* _Task prompt_:
Tally up the lines below that contain the word "MessageRole" and give the total alone.

Stored data entries:
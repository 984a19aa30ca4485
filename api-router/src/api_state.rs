use std::sync::Arc;

use common::storage::metadata::MetadataStore;
use common::utils::config::AppConfig;
use ingestion_pipeline::Indexer;
use retrieval_pipeline::QueryOrchestrator;
use vector_store::VectorStore;

/// Shared handler state. The binary constructs every component once and
/// hands clones to the router; all fields are cheap to clone.
#[derive(Clone)]
pub struct ApiState {
    pub config: AppConfig,
    pub metadata: MetadataStore,
    pub vector_store: Arc<VectorStore>,
    pub indexer: Arc<Indexer>,
    pub orchestrator: Arc<QueryOrchestrator>,
}
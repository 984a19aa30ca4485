#![allow(clippy::module_name_repetitions)]
use std::fmt;

use crate::stored_object;

#[derive(Deserialize, Debug, Clone, Copy, Serialize, PartialEq, Eq)]
#[serde(rename_all = "lowercase")]
pub enum DocumentStatus {
    Uploaded,
    Processing,
    Indexed,
    Failed,
}

stored_object!(DocumentRecord, "document", {
    filename: String,
    file_type: String,
    file_size: u64,
    status: DocumentStatus,
    #[serde(default)]
    chunk_count: usize,
    #[serde(default)]
    blob_url: Option<String>,
    #[serde(default)]
    error_message: Option<String>
});

impl DocumentRecord {
    pub fn new(id: String, filename: String, file_type: String, file_size: u64) -> Self {
        let now = Utc::now();
        Self {
            id,
            created_at: now,
            updated_at: now,
            filename,
            file_type,
            file_size,
            status: DocumentStatus::Uploaded,
            chunk_count: 0,
            blob_url: None,
            error_message: None,
        }
    }

    pub fn mark_processing(&mut self) {
        self.status = DocumentStatus::Processing;
        self.updated_at = Utc::now();
    }

    pub fn mark_indexed(&mut self, chunk_count: usize, blob_url: Option<String>) {
        self.status = DocumentStatus::Indexed;
        self.chunk_count = chunk_count;
        self.blob_url = blob_url;
        self.error_message = None;
        self.updated_at = Utc::now();
    }

    pub fn mark_failed(&mut self, message: impl Into<String>) {
        self.status = DocumentStatus::Failed;
        self.error_message = Some(message.into());
        self.updated_at = Utc::now();
    }
}

impl fmt::Display for DocumentStatus {
    fn fmt(&self, f: &mut fmt::Formatter<'_>) -> fmt::Result {
        match self {
            DocumentStatus::Uploaded => write!(f, "uploaded"),
            DocumentStatus::Processing => write!(f, "processing"),
            DocumentStatus::Indexed => write!(f, "indexed"),
            DocumentStatus::Failed => write!(f, "failed"),
        }
    }
}

impl std::str::FromStr for DocumentStatus {
    type Err = crate::error::AppError;

    fn from_str(s: &str) -> Result<Self, Self::Err> {
        match s {
            "uploaded" => Ok(DocumentStatus::Uploaded),
            "processing" => Ok(DocumentStatus::Processing),
            "indexed" => Ok(DocumentStatus::Indexed),
            "failed" => Ok(DocumentStatus::Failed),
            other => Err(crate::error::AppError::Validation(format!(
                "unknown document status '{other}'"
            ))),
        }
    }
}

#[cfg(test)]
mod tests {
    use super::*;

    fn sample() -> DocumentRecord {
        DocumentRecord::new(
            "5eb63bbbe01eeed093cb22bb8f5acdc3".to_string(),
            "notes.txt".to_string(),
            "txt".to_string(),
            42,
        )
    }

    #[test]
    fn new_record_starts_uploaded() {
        let record = sample();
        assert_eq!(record.status, DocumentStatus::Uploaded);
        assert_eq!(record.chunk_count, 0);
        assert!(record.blob_url.is_none());
        assert!(record.error_message.is_none());
    }

    #[test]
    fn mark_indexed_sets_count_and_clears_error() {
        let mut record = sample();
        record.mark_failed("transient parse error");
        let failed_at = record.updated_at;

        record.mark_indexed(3, Some("documents/abc/notes.txt".to_string()));
        assert_eq!(record.status, DocumentStatus::Indexed);
        assert_eq!(record.chunk_count, 3);
        assert!(record.error_message.is_none());
        assert!(record.updated_at >= failed_at);
    }

    #[test]
    fn mark_failed_captures_message() {
        let mut record = sample();
        record.mark_processing();
        record.mark_failed("unsupported encoding");
        assert_eq!(record.status, DocumentStatus::Failed);
        assert_eq!(
            record.error_message.as_deref(),
            Some("unsupported encoding")
        );
    }

    #[test]
    fn status_serializes_lowercase() {
        let json = serde_json::to_string(&DocumentStatus::Processing).expect("serialize");
        assert_eq!(json, "\"processing\"");
        let back: DocumentStatus = serde_json::from_str("\"indexed\"").expect("deserialize");
        assert_eq!(back, DocumentStatus::Indexed);
    }
}
pub mod chunker;
pub mod indexer;
pub mod loader;

pub use chunker::Chunker;
pub use indexer::Indexer;
pub use loader::{LoadedUnit, SUPPORTED_EXTENSIONS};
use std::collections::HashMap;

use serde::{Deserialize, Serialize};

use crate::utils::ids::chunk_id;

/// The atomic unit of retrieval. Chunks are written once at index time and
/// never mutated; the embedding lives in the vector backend, not here.
#[derive(Debug, Clone, Serialize, Deserialize, PartialEq)]
pub struct Chunk {
    pub chunk_id: String,
    pub document_id: String,
    pub content: String,
    pub chunk_index: usize,
    #[serde(default)]
    pub page: Option<u32>,
    pub source: String,
    #[serde(default)]
    pub metadata: HashMap<String, String>,
}

impl Chunk {
    /// Builds a chunk with its id derived from `(document_id, index)`, so the
    /// same input always produces the same id.
    pub fn new(document_id: &str, chunk_index: usize, content: String, source: String) -> Self {
        Self {
            chunk_id: chunk_id(document_id, chunk_index),
            document_id: document_id.to_string(),
            content,
            chunk_index,
            page: None,
            source,
            metadata: HashMap::new(),
        }
    }

    pub fn with_page(mut self, page: u32) -> Self {
        self.page = Some(page);
        self
    }

    pub fn with_metadata(mut self, key: impl Into<String>, value: impl Into<String>) -> Self {
        self.metadata.insert(key.into(), value.into());
        self
    }
}
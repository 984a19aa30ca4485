use std::path::Path;
use std::sync::Arc;

use bytes::Bytes;
use common::error::AppError;
use common::storage::metadata::MetadataStore;
use common::storage::store::StorageManager;
use common::storage::types::chunk::Chunk;
use common::storage::types::document::DocumentRecord;
use common::utils::config::AppConfig;
use common::utils::ids::{chunk_id, document_id_from_bytes, document_id_from_path};
use tracing::{info, instrument, warn};
use vector_store::VectorStore;

use crate::chunker::Chunker;
use crate::loader::{self, LoadedUnit};

/// Drives a document through load, chunk, embed-and-store, and blob upload,
/// recording status transitions on the document record as it goes.
pub struct Indexer {
    vector_store: Arc<VectorStore>,
    metadata: MetadataStore,
    storage: StorageManager,
    chunker: Chunker,
}

impl Indexer {
    pub fn new(
        vector_store: Arc<VectorStore>,
        metadata: MetadataStore,
        storage: StorageManager,
        config: &AppConfig,
    ) -> Result<Self, AppError> {
        Ok(Self {
            vector_store,
            metadata,
            storage,
            chunker: Chunker::from_config(config)?,
        })
    }

    /// Indexes one file. The returned record is `indexed` on success; any
    /// failure marks the record `failed` with the captured message and
    /// re-raises. Vector writes that happened before a failure are not rolled
    /// back, so indexing is at-least-once and re-running it converges.
    #[instrument(skip_all, fields(path = %file_path.display()))]
    pub async fn index(
        &self,
        file_path: &Path,
        document_id: Option<String>,
    ) -> Result<DocumentRecord, AppError> {
        let bytes = tokio::fs::read(file_path).await.ok();
        let document_id =
            document_id.unwrap_or_else(|| stable_document_id(file_path, bytes.as_deref()));

        let filename = file_path.file_name().map_or_else(
            || file_path.display().to_string(),
            |name| name.to_string_lossy().into_owned(),
        );
        let file_type = file_path
            .extension()
            .map(|ext| ext.to_string_lossy().to_ascii_lowercase())
            .unwrap_or_default();
        let file_size = bytes
            .as_ref()
            .map_or(0, |data| u64::try_from(data.len()).unwrap_or_default());

        let mut record = DocumentRecord::new(document_id, filename, file_type, file_size);
        self.metadata.save_document(&record).await?;

        record.mark_processing();
        self.metadata.save_document(&record).await?;

        match self.run(&record, file_path, bytes).await {
            Ok((chunk_count, blob_url)) => {
                record.mark_indexed(chunk_count, blob_url);
                self.metadata.save_document(&record).await?;
                info!(document_id = %record.id, chunks = chunk_count, "document indexed");
                Ok(record)
            }
            Err(err) => {
                record.mark_failed(err.to_string());
                if let Err(save_err) = self.metadata.save_document(&record).await {
                    warn!(
                        document_id = %record.id,
                        error = %save_err,
                        "failed to record indexing failure"
                    );
                }
                Err(err)
            }
        }
    }

    async fn run(
        &self,
        record: &DocumentRecord,
        file_path: &Path,
        bytes: Option<Vec<u8>>,
    ) -> Result<(usize, Option<String>), AppError> {
        // Re-reading surfaces the IO failure that made the byte-derived id
        // unavailable in the first place.
        let bytes = match bytes {
            Some(bytes) => Bytes::from(bytes),
            None => Bytes::from(tokio::fs::read(file_path).await?),
        };

        let units = loader::load(file_path).await?;
        let chunks = self.build_chunks(&record.id, &record.filename, &units);
        if chunks.is_empty() {
            return Err(AppError::Validation(format!(
                "no indexable text in '{}'",
                record.filename
            )));
        }

        let chunk_count = chunks.len();
        let ids: Vec<String> = chunks.iter().map(|chunk| chunk.chunk_id.clone()).collect();
        self.vector_store.add(chunks, Some(ids)).await?;

        let location = StorageManager::document_location(&record.id, &record.filename);
        self.storage.put(&location, bytes).await?;

        Ok((chunk_count, Some(location)))
    }

    /// Chunk indices run 0-based across the whole document in unit order, so
    /// ids stay deterministic for a given input.
    fn build_chunks(&self, document_id: &str, source: &str, units: &[LoadedUnit]) -> Vec<Chunk> {
        let mut chunks: Vec<Chunk> = Vec::new();
        for unit in units {
            for piece in self.chunker.split(&unit.text) {
                let mut chunk = Chunk::new(document_id, chunks.len(), piece, source.to_string());
                if let Some(page) = unit.page {
                    chunk = chunk.with_page(page);
                }
                chunks.push(chunk);
            }
        }
        chunks
    }

    /// Removes a document everywhere it lives: vector entries (ids rebuilt
    /// from the stored chunk count), the uploaded blob, and the metadata
    /// record.
    #[instrument(skip_all, fields(document_id))]
    pub async fn delete_document(&self, document_id: &str) -> Result<(), AppError> {
        let record = self
            .metadata
            .get_document(document_id)
            .await?
            .ok_or_else(|| AppError::NotFound(format!("document '{document_id}'")))?;

        let chunk_ids: Vec<String> = (0..record.chunk_count)
            .map(|index| chunk_id(document_id, index))
            .collect();
        if !chunk_ids.is_empty() {
            self.vector_store.delete(&chunk_ids).await?;
        }

        self.storage
            .delete_prefix(&StorageManager::document_prefix(document_id))
            .await?;
        self.metadata.delete_document(document_id).await?;

        info!(document_id, chunks = record.chunk_count, "document deleted");
        Ok(())
    }
}

/// A provided id always wins; otherwise the id derives from the file bytes,
/// or from the path when the file could not be read.
fn stable_document_id(file_path: &Path, bytes: Option<&[u8]>) -> String {
    match bytes {
        Some(bytes) => document_id_from_bytes(bytes),
        None => document_id_from_path(&file_path.to_string_lossy()),
    }
}
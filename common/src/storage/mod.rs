pub mod db;
pub mod metadata;
pub mod store;
pub mod types;
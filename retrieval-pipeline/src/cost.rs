/// Assumed token count of one context chunk for pricing purposes.
const TOKENS_PER_CHUNK: f64 = 512.0;
/// List prices per 1K tokens: embedding lookup, prompt side, completion side.
const EMBEDDING_COST_PER_1K: f64 = 0.000_13;
const PROMPT_COST_PER_1K: f64 = 0.03;
const COMPLETION_COST_PER_1K: f64 = 0.06;

/// Rough per-query cost in USD. Token counts are approximated from the chunk
/// count and answer length rather than metered usage, so this is an order of
/// magnitude, not a bill.
pub fn estimate(chunks_used: usize, answer_chars: usize) -> f64 {
    let context_kilotokens = chunks_used as f64 * TOKENS_PER_CHUNK / 1000.0;
    let embedding = context_kilotokens * EMBEDDING_COST_PER_1K;
    let prompt = context_kilotokens * PROMPT_COST_PER_1K;
    let completion = answer_chars as f64 / 1000.0 * COMPLETION_COST_PER_1K;
    embedding + prompt + completion
}
use std::collections::HashMap;

use axum::extract::{Path, State};
use axum::http::StatusCode;
use axum::response::IntoResponse;
use axum::Json;
use chrono::{DateTime, Utc};
use common::storage::types::conversation::Conversation;
use serde::{Deserialize, Serialize};
use serde_json::Value;

use crate::api_state::ApiState;
use crate::error::ApiError;

const DEFAULT_TITLE: &str = "New conversation";

#[derive(Deserialize, Debug, Default)]
pub struct ConversationCreateRequest {
    #[serde(default)]
    pub title: Option<String>,
    #[serde(default)]
    pub metadata: HashMap<String, Value>,
}

/// Conversation metadata without the message bodies; full transcripts stay
/// server-side.
#[derive(Serialize, Debug)]
pub struct ConversationSummary {
    pub conversation_id: String,
    pub title: String,
    pub created_at: DateTime<Utc>,
    pub updated_at: DateTime<Utc>,
    pub message_count: usize,
    pub metadata: HashMap<String, Value>,
}

impl From<Conversation> for ConversationSummary {
    fn from(conversation: Conversation) -> Self {
        Self {
            conversation_id: conversation.id,
            title: conversation.title,
            created_at: conversation.created_at,
            updated_at: conversation.updated_at,
            message_count: conversation.message_count,
            metadata: conversation.metadata,
        }
    }
}

#[derive(Serialize, Debug)]
pub struct ConversationListResponse {
    pub conversations: Vec<ConversationSummary>,
    pub total: usize,
}

#[derive(Serialize, Debug)]
pub struct ConversationDeleteResponse {
    pub conversation_id: String,
    pub deleted: bool,
    pub message: String,
}

pub async fn create_conversation(
    State(state): State<ApiState>,
    Json(request): Json<ConversationCreateRequest>,
) -> Result<impl IntoResponse, ApiError> {
    let title = request
        .title
        .filter(|title| !title.trim().is_empty())
        .unwrap_or_else(|| DEFAULT_TITLE.to_string());
    let mut conversation = Conversation::new(title);
    conversation.metadata = request.metadata;

    state.metadata.save_conversation(&conversation).await?;
    Ok((
        StatusCode::OK,
        Json(ConversationSummary::from(conversation)),
    ))
}

pub async fn list_conversations(
    State(state): State<ApiState>,
) -> Result<impl IntoResponse, ApiError> {
    let conversations: Vec<ConversationSummary> = state
        .metadata
        .list_conversations()
        .await?
        .into_iter()
        .map(ConversationSummary::from)
        .collect();
    let total = conversations.len();
    Ok(Json(ConversationListResponse {
        conversations,
        total,
    }))
}

pub async fn get_conversation(
    State(state): State<ApiState>,
    Path(conversation_id): Path<String>,
) -> Result<impl IntoResponse, ApiError> {
    let conversation = state
        .metadata
        .get_conversation(&conversation_id)
        .await?
        .ok_or_else(|| ApiError::NotFound(format!("conversation '{conversation_id}'")))?;
    Ok(Json(ConversationSummary::from(conversation)))
}

pub async fn delete_conversation(
    State(state): State<ApiState>,
    Path(conversation_id): Path<String>,
) -> Result<impl IntoResponse, ApiError> {
    if state
        .metadata
        .get_conversation(&conversation_id)
        .await?
        .is_none()
    {
        return Err(ApiError::NotFound(format!(
            "conversation '{conversation_id}'"
        )));
    }

    state.metadata.delete_conversation(&conversation_id).await?;
    Ok(Json(ConversationDeleteResponse {
        conversation_id,
        deleted: true,
        message: "Conversation deleted successfully".to_string(),
    }))
}

#[cfg(test)]
mod tests {
    use super::*;
    use common::storage::types::conversation::{ConversationMessage, MessageRole};

    #[test]
    fn summary_carries_counts_but_not_messages() {
        let mut conversation = Conversation::new("Rust questions".to_string());
        conversation.push_message(ConversationMessage::new(
            MessageRole::User,
            "What is a lifetime?".to_string(),
            None,
        ));

        let summary = ConversationSummary::from(conversation);
        let json = serde_json::to_value(&summary).expect("serialize");

        assert_eq!(
            json.get("title").and_then(Value::as_str),
            Some("Rust questions")
        );
        assert_eq!(
            json.get("message_count").and_then(Value::as_u64),
            Some(1)
        );
        assert!(json.get("conversation_id").is_some());
        assert!(json.get("messages").is_none());
    }

    #[test]
    fn create_request_defaults_are_empty() {
        let request: ConversationCreateRequest =
            serde_json::from_str("{}").expect("deserialize");
        assert!(request.title.is_none());
        assert!(request.metadata.is_empty());
    }
}
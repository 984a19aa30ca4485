use api_router::{api_routes_v1, api_state::ApiState};
use axum::Router;
use common::{
    storage::{metadata::MetadataStore, store::StorageManager},
    utils::{config::get_config, embedding::EmbeddingProvider},
};
use ingestion_pipeline::Indexer;
use retrieval_pipeline::{AnswerGenerator, OpenAiGenerator, QueryOrchestrator};
use std::sync::Arc;
use tracing::info;
use tracing_subscriber::{fmt, prelude::*, EnvFilter};
use vector_store::VectorStore;

#[tokio::main]
async fn main() -> Result<(), Box<dyn std::error::Error>> {
    // Set up tracing
    tracing_subscriber::registry()
        .with(fmt::layer().with_writer(std::io::stderr))
        .with(EnvFilter::from_default_env())
        .try_init()
        .ok();

    // Get config
    let config = get_config()?;

    let openai_client = Arc::new(async_openai::Client::with_config(
        async_openai::config::OpenAIConfig::new()
            .with_api_key(&config.openai_api_key)
            .with_api_base(&config.openai_base_url),
    ));

    let embedding_provider = Arc::new(
        EmbeddingProvider::from_config(&config, Some(Arc::clone(&openai_client))).await?,
    );
    info!(
        backend = embedding_provider.backend_label(),
        dimension = embedding_provider.dimension(),
        "Embedding provider ready"
    );

    let vector_store = Arc::new(VectorStore::from_config(&config, embedding_provider).await?);
    info!(
        backend = vector_store.backend_label(),
        "Vector store initialized"
    );

    let metadata = MetadataStore::from_config(&config).await?;
    info!(
        backend = metadata.backend_label(),
        "Metadata store initialized"
    );

    let storage = StorageManager::new(&config).await?;

    let indexer = Arc::new(Indexer::new(
        Arc::clone(&vector_store),
        metadata.clone(),
        storage,
        &config,
    )?);

    let generator: Arc<dyn AnswerGenerator> = Arc::new(OpenAiGenerator::from_config(
        &config,
        Arc::clone(&openai_client),
    ));
    let orchestrator = Arc::new(QueryOrchestrator::new(
        Arc::clone(&vector_store),
        metadata.clone(),
        generator,
    ));

    let api_state = ApiState {
        config: config.clone(),
        metadata,
        vector_store,
        indexer,
        orchestrator,
    };

    // Create Axum router
    let app = Router::new()
        .nest("/api/v1", api_routes_v1(&api_state))
        .with_state(api_state);

    info!("Starting server listening on 0.0.0.0:{}", config.http_port);
    let serve_address = format!("0.0.0.0:{}", config.http_port);
    let listener = tokio::net::TcpListener::bind(serve_address).await?;
    axum::serve(listener, app).await?;

    Ok(())
}
impl EmbeddedIndex {
    pub async fn open(path: impl AsRef<Path>) -> Result<Self, AppError> {
        register_vector_extension();
        let conn = Connection::open(path.as_ref().to_path_buf()).await?;
        Self::from_connection(conn).await
    }

    #[cfg(any(test, feature = "test-utils"))]
    pub async fn open_in_memory() -> Result<Self, AppError> {
        register_vector_extension();
        let conn = Connection::open_in_memory().await?;
        Self::from_connection(conn).await
    }

    async fn from_connection(conn: Connection) -> Result<Self, AppError> {
        let version: String = conn
            .call(|conn| {
                conn.query_row("SELECT vec_version()", [], |row| row.get(0))
                    .map_err(tokio_rusqlite::Error::Rusqlite)
            })
            .await?;
        debug!(%version, "sqlite-vec extension loaded");

        // A database populated by an earlier run already has the tables.
        let initialized = conn
            .call(|conn| {
                let found = conn
                    .query_row(
                        "SELECT name FROM sqlite_master WHERE type = 'table' AND name = 'chunks'",
                        [],
                        |row| row.get::<_, String>(0),
                    )
                    .optional()?;
                Ok(found.is_some())
            })
            .await?;

        Ok(Self {
            conn,
            initialized: RwLock::new(initialized),
        })
    }

    async fn ensure_initialized(&self) -> Result<(), AppError> {
        if *self.initialized.read().await {
            return Ok(());
        }
        let mut guard = self.initialized.write().await;
        if *guard {
            return Ok(());
        }
        self.conn
            .call(|conn| {
                conn.execute_batch(CREATE_TABLES_SQL)?;
                Ok(())
            })
            .await?;
        *guard = true;
        info!("created embedded vector index tables");
        Ok(())
    }

    pub async fn add(&self, records: Vec<VectorRecord>) -> Result<(), AppError> {
        if records.is_empty() {
            return Ok(());
        }
        self.ensure_initialized().await?;
        self.conn
            .call(move |conn| {
                let tx = conn.transaction()?;
                {
                    let mut chunk_stmt = tx.prepare(
                        "INSERT OR REPLACE INTO chunks \
                         (id, document_id, content, chunk_index, page, source, metadata) \
                         VALUES (?, ?, ?, ?, ?, ?, ?)",
                    )?;
                    let mut vector_stmt = tx.prepare(
                        "INSERT OR REPLACE INTO chunk_embeddings (id, embedding) VALUES (?, ?)",
                    )?;
                    for record in records {
                        let metadata = serde_json::to_string(&record.chunk.metadata)
                            .map_err(|err| tokio_rusqlite::Error::Other(Box::new(err)))?;
                        let embedding = serde_json::to_string(&record.vector)
                            .map_err(|err| tokio_rusqlite::Error::Other(Box::new(err)))?;
                        let chunk_index = i64::try_from(record.chunk.chunk_index).unwrap_or_default();
                        let page = record.chunk.page.map(i64::from);
                        chunk_stmt.execute(
                            [
                                &record.id as &dyn ToSql,
                                &record.chunk.document_id,
                                &record.chunk.content,
                                &chunk_index,
                                &page,
                                &record.chunk.source,
                                &metadata,
                            ]
                            .as_slice(),
                        )?;
                        vector_stmt.execute([&record.id as &dyn ToSql, &embedding].as_slice())?;
                    }
                }
                tx.commit()?;
                Ok(())
            })
            .await?;
        Ok(())
    }

    /// Cosine-similarity search over all stored vectors. The returned entries
    /// are ordered by descending similarity and carry their stored vectors so
    /// callers can rerank without another round trip.
    pub async fn search(
        &self,
        query_vector: &[f32],
        k: usize,
        filter: Option<&HashMap<String, String>>,
    ) -> Result<Vec<VectorEntry>, AppError> {
        let guard = self.initialized.read().await;
        if !*guard {
            return Err(AppError::NotInitialized(
                "embedded vector index has no data yet".to_string(),
            ));
        }
        if k == 0 {
            return Ok(Vec::new());
        }

        let predicate = match filter {
            Some(map) => filter::to_sql_predicate(map)?,
            None => None,
        };
        let (where_clause, filter_params) = match predicate {
            Some((clause, params)) => (format!("WHERE {clause} "), params),
            None => (String::new(), Vec::new()),
        };
        let embedding_json = serde_json::to_string(query_vector)?;

        // The query vector placeholder comes first in the text, so it binds
        // before any filter parameters.
        let sql = format!(
            "SELECT c.id, c.document_id, c.content, c.chunk_index, c.page, c.source, c.metadata, \
             e.embedding, vec_distance_cosine(vec_f32(e.embedding), vec_f32(?)) AS distance \
             FROM chunks c \
             JOIN chunk_embeddings e ON c.id = e.id \
             {where_clause}ORDER BY distance ASC \
             LIMIT {k}"
        );

        type SearchRow = (
            String,
            String,
            String,
            i64,
            Option<i64>,
            String,
            String,
            String,
            f32,
        );

        let rows: Vec<SearchRow> = self
            .conn
            .call(move |conn| {
                let mut stmt = conn.prepare(&sql)?;
                let mut bind: Vec<&dyn ToSql> = Vec::with_capacity(filter_params.len() + 1);
                bind.push(&embedding_json);
                for param in &filter_params {
                    bind.push(param);
                }
                let mapped = stmt.query_map(bind.as_slice(), |row| {
                    Ok((
                        row.get(0)?,
                        row.get(1)?,
                        row.get(2)?,
                        row.get(3)?,
                        row.get(4)?,
                        row.get(5)?,
                        row.get(6)?,
                        row.get(7)?,
                        row.get(8)?,
                    ))
                })?;
                let mut out = Vec::new();
                for row in mapped {
                    out.push(row?);
                }
                Ok(out)
            })
            .await?;

        let entries = rows
            .into_iter()
            .map(
                |(id, document_id, content, chunk_index, page, source, metadata, embedding, distance)| {
                    let chunk = Chunk {
                        chunk_id: id,
                        document_id,
                        content,
                        chunk_index: usize::try_from(chunk_index).unwrap_or_default(),
                        page: page.and_then(|p| u32::try_from(p).ok()),
                        source,
                        metadata: serde_json::from_str(&metadata).unwrap_or_default(),
                    };
                    VectorEntry {
                        chunk,
                        vector: serde_json::from_str(&embedding).unwrap_or_default(),
                        score: Some(1.0 - distance),
                    }
                },
            )
            .collect();

        Ok(entries)
    }

    pub async fn delete(&self, ids: &[String]) -> Result<(), AppError> {
        if ids.is_empty() || !*self.initialized.read().await {
            return Ok(());
        }
        let ids = ids.to_vec();
        self.conn
            .call(move |conn| {
                let placeholders = vec!["?"; ids.len()].join(", ");
                let tx = conn.transaction()?;
                {
                    let bind: Vec<&dyn ToSql> = ids.iter().map(|id| id as &dyn ToSql).collect();
                    tx.execute(
                        &format!("DELETE FROM chunk_embeddings WHERE id IN ({placeholders})"),
                        bind.as_slice(),
                    )?;
                    tx.execute(
                        &format!("DELETE FROM chunks WHERE id IN ({placeholders})"),
                        bind.as_slice(),
                    )?;
                }
                tx.commit()?;
                Ok(())
            })
            .await?;
        Ok(())
    }

    pub async fn is_ready(&self) -> bool {
        *self.initialized.read().await
    }

    pub async fn count(&self) -> Result<usize, AppError> {
        if !*self.initialized.read().await {
            return Ok(0);
        }
        let count: i64 = self
            .conn
            .call(|conn| {
                conn.query_row("SELECT COUNT(*) FROM chunks", [], |row| row.get(0))
                    .map_err(tokio_rusqlite::Error::Rusqlite)
            })
            .await?;
        Ok(usize::try_from(count).unwrap_or_default())
    }
}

* _Exercise response_:
2